Eurasien le myriophylle en épi peut se propager sexuellement par graines ainsi que de manière végétative par fragmentation des tiges et par la croissance de stolons. Dans la région des Grands Lacs, le myriophylle en épi commence à sortir de sa dormance au début du printemps, avant les autres macrophytes indigènes, et entame sa croissance lorsque la température de l’eau avoisine les 15 °C (Smith et Barko, 1990). Les épis floraux émergent au-dessus du niveau de l’eau une fois que la plante a atteint la surface, généralement entre juin et juillet. Les fruits se développent plus tard, en juillet ou en août, et continuent de se former jusqu’en septembre. La plante atteint son pic de croissance et de biomasse peu après la floraison, lorsque les tiges du myriophylle commencent à se ramifier et à former des touffes denses, empêchant ainsi les autres plantes submergées de bénéficier de la lumière du soleil. Peu après ce pic de biomasse, entre la fin de l’été et le début de l’automne, la plante entame un processus naturel appelé autofragmentation, au cours duquel de petites branches commencent à développer des racines, se détachent de la plante mère et flottent jusqu’à ce qu’elles perdent leur flottabilité ; elles coulent alors et s’enracinent dans les sédiments, formant finalement de nouvelles plantes. Vers la fin de la saison de croissance, certaines plantes se fanent jusqu’à leur collet, tandis que d’autres hivernent intactes sous une forme persistante. Les réserves sont stockées dans les racines et les pousses qui hivernent (Aiken et al., 1979).

Ce que vous pouvez faire

Vous pouvez contribuer à prévenir la propagation du myriophylle en épi en :

  • Nettoyez, videz, séchez: Inspectez votre bateau, votre remorque, vos pagaies, votre matériel de pêche et vos bottes pour vérifier qu’ils ne comportent pas de boue, de débris végétaux ou de petits animaux. Retirez et jetez tout ce que vous trouvez avant de quitter l’eau.
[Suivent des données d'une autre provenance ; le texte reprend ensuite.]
//! Renders one form field as the input its `FieldType` calls for.
//!
//! The match over `FieldType` has no wildcard arm: a new field type does not
//! compile until it has a renderer here.

use common::schema::{FieldType, FormField};
use web_sys::{HtmlInputElement, HtmlSelectElement, HtmlTextAreaElement};
use yew::prelude::*;

/// `(field id, new raw value)`
pub type FieldChange = Callback<(String, String)>;

fn input_callback(id: &str, on_change: &FieldChange) -> Callback<InputEvent> {
    let id = id.to_string();
    let on_change = on_change.clone();
    Callback::from(move |e: InputEvent| {
        let input: HtmlInputElement = e.target_unchecked_into();
        on_change.emit((id.clone(), input.value()));
    })
}

fn text_like(kind: &'static str, field: &FormField, value: &str, on_change: &FieldChange) -> Html {
    let validation = field.validation.clone().unwrap_or_default();
    html! {
        <input
            id={format!("field-{}", field.id)}
            type={kind}
            value={value.to_string()}
            placeholder={field.placeholder.clone()}
            maxlength={validation.max_length.map(|m| m.to_string())}
            oninput={input_callback(&field.id, on_change)}
        />
    }
}

fn number_input(field: &FormField, value: &str, on_change: &FieldChange) -> Html {
    let validation = field.validation.clone().unwrap_or_default();
    html! {
        <input
            id={format!("field-{}", field.id)}
            type="number"
            step="any"
            value={value.to_string()}
            placeholder={field.placeholder.clone()}
            min={validation.min.map(|m| m.to_string())}
            max={validation.max.map(|m| m.to_string())}
            oninput={input_callback(&field.id, on_change)}
        />
    }
}

fn textarea(field: &FormField, value: &str, on_change: &FieldChange) -> Html {
    let id = field.id.clone();
    let on_change = on_change.clone();
    let min_length = field.validation.as_ref().and_then(|v| v.min_length);
    let length = value.trim().chars().count();
    html! {
        <>
            <textarea
                id={format!("field-{}", field.id)}
                rows="5"
                value={value.to_string()}
                placeholder={field.placeholder.clone()}
                oninput={Callback::from(move |e: InputEvent| {
                    let input: HtmlTextAreaElement = e.target_unchecked_into();
                    on_change.emit((id.clone(), input.value()));
                })}
            />
            <div class="char-count">
                {
                    match min_length {
                        Some(min) => format!("{} characters (minimum {})", length, min),
                        None => format!("{} characters", length),
                    }
                }
            </div>
        </>
    }
}

fn select(field: &FormField, value: &str, on_change: &FieldChange) -> Html {
    let id = field.id.clone();
    let on_change = on_change.clone();
    let options = field.options.clone().unwrap_or_default();
    html! {
        <select
            id={format!("field-{}", field.id)}
            onchange={Callback::from(move |e: Event| {
                let select: HtmlSelectElement = e.target_unchecked_into();
                on_change.emit((id.clone(), select.value()));
            })}
        >
            <option value="" selected={value.is_empty()}>{ field.placeholder.clone().unwrap_or_else(|| "Select...".to_string()) }</option>
            { for options.iter().map(|option| html! {
                <option value={option.clone()} selected={option == value}>{ option.clone() }</option>
            }) }
        </select>
    }
}

fn checkbox(field: &FormField, value: &str, on_change: &FieldChange) -> Html {
    let id = field.id.clone();
    let on_change = on_change.clone();
    html! {
        <label class="checkbox-label">
            <input
                id={format!("field-{}", field.id)}
                type="checkbox"
                checked={value == "true"}
                onchange={Callback::from(move |e: Event| {
                    let input: HtmlInputElement = e.target_unchecked_into();
                    on_change.emit((id.clone(), input.checked().to_string()));
                })}
            />
            { field.label.clone() }
            if field.required {
                <span class="required">{ " *" }</span>
            }
        </label>
    }
}

/// Only the file name is recorded; uploading the file itself happens elsewhere.
fn file_input(field: &FormField, value: &str, on_change: &FieldChange) -> Html {
    let id = field.id.clone();
    let on_change = on_change.clone();
    let accept = field.accepted_formats.as_ref().map(|formats| formats.join(","));
    html! {
        <>
            <input
                id={format!("field-{}", field.id)}
                type="file"
                accept={accept}
                onchange={Callback::from(move |e: Event| {
                    let input: HtmlInputElement = e.target_unchecked_into();
                    let name = input
                        .files()
                        .and_then(|files| files.get(0))
                        .map(|file| file.name())
                        .unwrap_or_default();
                    on_change.emit((id.clone(), name));
                })}
            />
            if !value.is_empty() {
                <div class="file-name">{ format!("Selected: {}", value) }</div>
            }
        </>
    }
}

pub fn render_field(field: &FormField, value: &str, error: Option<&str>, on_change: &FieldChange) -> Html {
    let control = match field.field_type {
        FieldType::Text => text_like("text", field, value, on_change),
        FieldType::Email => text_like("email", field, value, on_change),
        FieldType::Phone => text_like("tel", field, value, on_change),
        FieldType::Date => text_like("date", field, value, on_change),
        FieldType::Number => number_input(field, value, on_change),
        FieldType::Textarea => textarea(field, value, on_change),
        FieldType::Select => select(field, value, on_change),
        FieldType::Checkbox => checkbox(field, value, on_change),
        FieldType::File => file_input(field, value, on_change),
    };
    let labelled = field.field_type != FieldType::Checkbox;

    html! {
        <div class={classes!("form-field", error.map(|_| "has-error"))}>
            if labelled {
                <label for={format!("field-{}", field.id)}>
                    { field.label.clone() }
                    if field.required {
                        <span class="required">{ " *" }</span>
                    }
                </label>
            }
            { control }
            if let Some(error) = error {
                <div class="field-error">{ error }</div>
            }
        </div>
    }
}

/// How an answer reads on the review step.
pub fn display_value(field: &FormField, value: &str) -> String {
    match field.field_type {
        FieldType::Checkbox => (if value == "true" { "Yes" } else { "No" }).to_string(),
        _ if value.trim().is_empty() => "Not provided".to_string(),
        _ => value.to_string(),
    }
}

#[cfg(test)]
mod tests {
    use super::*;

    #[test]
    fn review_values_are_readable() {
        let consent = FormField::new("consent", FieldType::Checkbox, "I agree");
        assert_eq!(display_value(&consent, "true"), "Yes");
        assert_eq!(display_value(&consent, ""), "No");

        let city = FormField::new("city", FieldType::Text, "City");
        assert_eq!(display_value(&city, " "), "Not provided");
        assert_eq!(display_value(&city, "Lyon"), "Lyon");
    }
}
  • Ne les relâchez pas: Ne jetez jamais vos animaux de compagnie ou vos plantes dans les lacs ou les cours d’eau. Le fait de jeter des aquariums et des plantes d’aquarium dans les plans d’eau peut favoriser la propagation de plantes aquatiques envahissantes telles que le myriophylle en épi.
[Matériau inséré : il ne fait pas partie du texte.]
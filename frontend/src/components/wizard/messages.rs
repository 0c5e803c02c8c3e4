use common::model::application::Application;
use common::model::scholarship::Scholarship;

pub enum Msg {
    Loaded {
        scholarship: Scholarship,
        draft: Option<Application>,
    },
    LoadFailed(String),
    SetValue(String, String),
    Next,
    Prev,
    GoTo(usize),
    SaveDraft,
    DraftSaved(Application),
    /// A draft created on load, without a toast.
    DraftCreated(Application),
    SaveFailed(String),
    Submit,
    Submitted(Application),
    SubmitFailed(String),
}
  • Sensibiliser: Apprenez à identifier le myriophylle en épi et sensibilisez le public aux risques écologiques que présente Emilfoil d’Eurasie milfoil d’eau et encouragez des pratiques responsables au sein de votre communauté.
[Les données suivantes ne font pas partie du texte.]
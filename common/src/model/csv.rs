//! Records produced by the CSV bulk import pipeline.
//!
//! A [`ParsedApplication`] is an application-shaped row annotated with its
//! source line and the problems found while validating it. The annotations
//! are serialized as `_rowNumber` / `_errors` so the preview table can show
//! them next to the data, and are stripped before anything is written.

use crate::model::application::Application;
use serde::{Deserialize, Serialize};

#[derive(Debug, Clone, PartialEq, Serialize, Deserialize)]
pub struct ParsedApplication {
    /// 1-indexed line in the uploaded file; the header is line 1.
    #[serde(rename = "_rowNumber")]
    pub row_number: usize,
    #[serde(rename = "_errors", default)]
    pub errors: Vec<String>,
    #[serde(flatten)]
    pub application: Application,
}

impl ParsedApplication {
    pub fn is_valid(&self) -> bool {
        self.errors.is_empty()
    }

    pub fn into_application(self) -> Application {
        self.application
    }
}

/// One row-level problem, as listed in the preview's errors tab and in the
/// final import report.
#[derive(Debug, Clone, PartialEq, Eq, Serialize, Deserialize)]
pub struct ImportRowError {
    pub row: usize,
    pub message: String,
}

impl ImportRowError {
    pub fn new(row: usize, message: impl Into<String>) -> Self {
        Self {
            row,
            message: message.into(),
        }
    }
}

/// What the admin sees before committing: the rows that would be written and
/// every problem found in the others.
#[derive(Debug, Clone, PartialEq, Serialize, Deserialize)]
pub struct ImportPreview {
    /// Handle of the stored upload, passed back to start the import.
    pub upload_id: String,
    pub processed_count: usize,
    pub valid_rows: Vec<ParsedApplication>,
    pub errors: Vec<ImportRowError>,
}

/// Outcome of a committed import.
///
/// `success` only means at least one row was written; inspect `error_count`
/// for partial failure.
#[derive(Debug, Clone, Default, PartialEq, Serialize, Deserialize)]
pub struct ImportResult {
    pub success: bool,
    pub processed_count: usize,
    pub success_count: usize,
    pub error_count: usize,
    pub errors: Vec<ImportRowError>,
}

impl ImportResult {
    pub fn new(processed_count: usize, success_count: usize, errors: Vec<ImportRowError>) -> Self {
        Self {
            success: success_count > 0,
            processed_count,
            success_count,
            error_count: errors.len(),
            errors,
        }
    }
}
  • Rapports: Rapport eurasien eaumillefeuille d’eau et toute espèce envahissante aux autorités régionales compétentes tels que les conseils provinciaux ou territoriaux sur les espèces envahissantes, ou signalez-les à l’aide d’outils gratuits tels que EDDMapS et iNaturalist.

  1. Aiken, S. G., Newroth, P. R. et Wile, I. 1979. La biologie des mauvaises herbes du Canada : p. 34. Myriophyllum spicatum L. Revue canadienne des sciences végétales, 59(1), 201-215.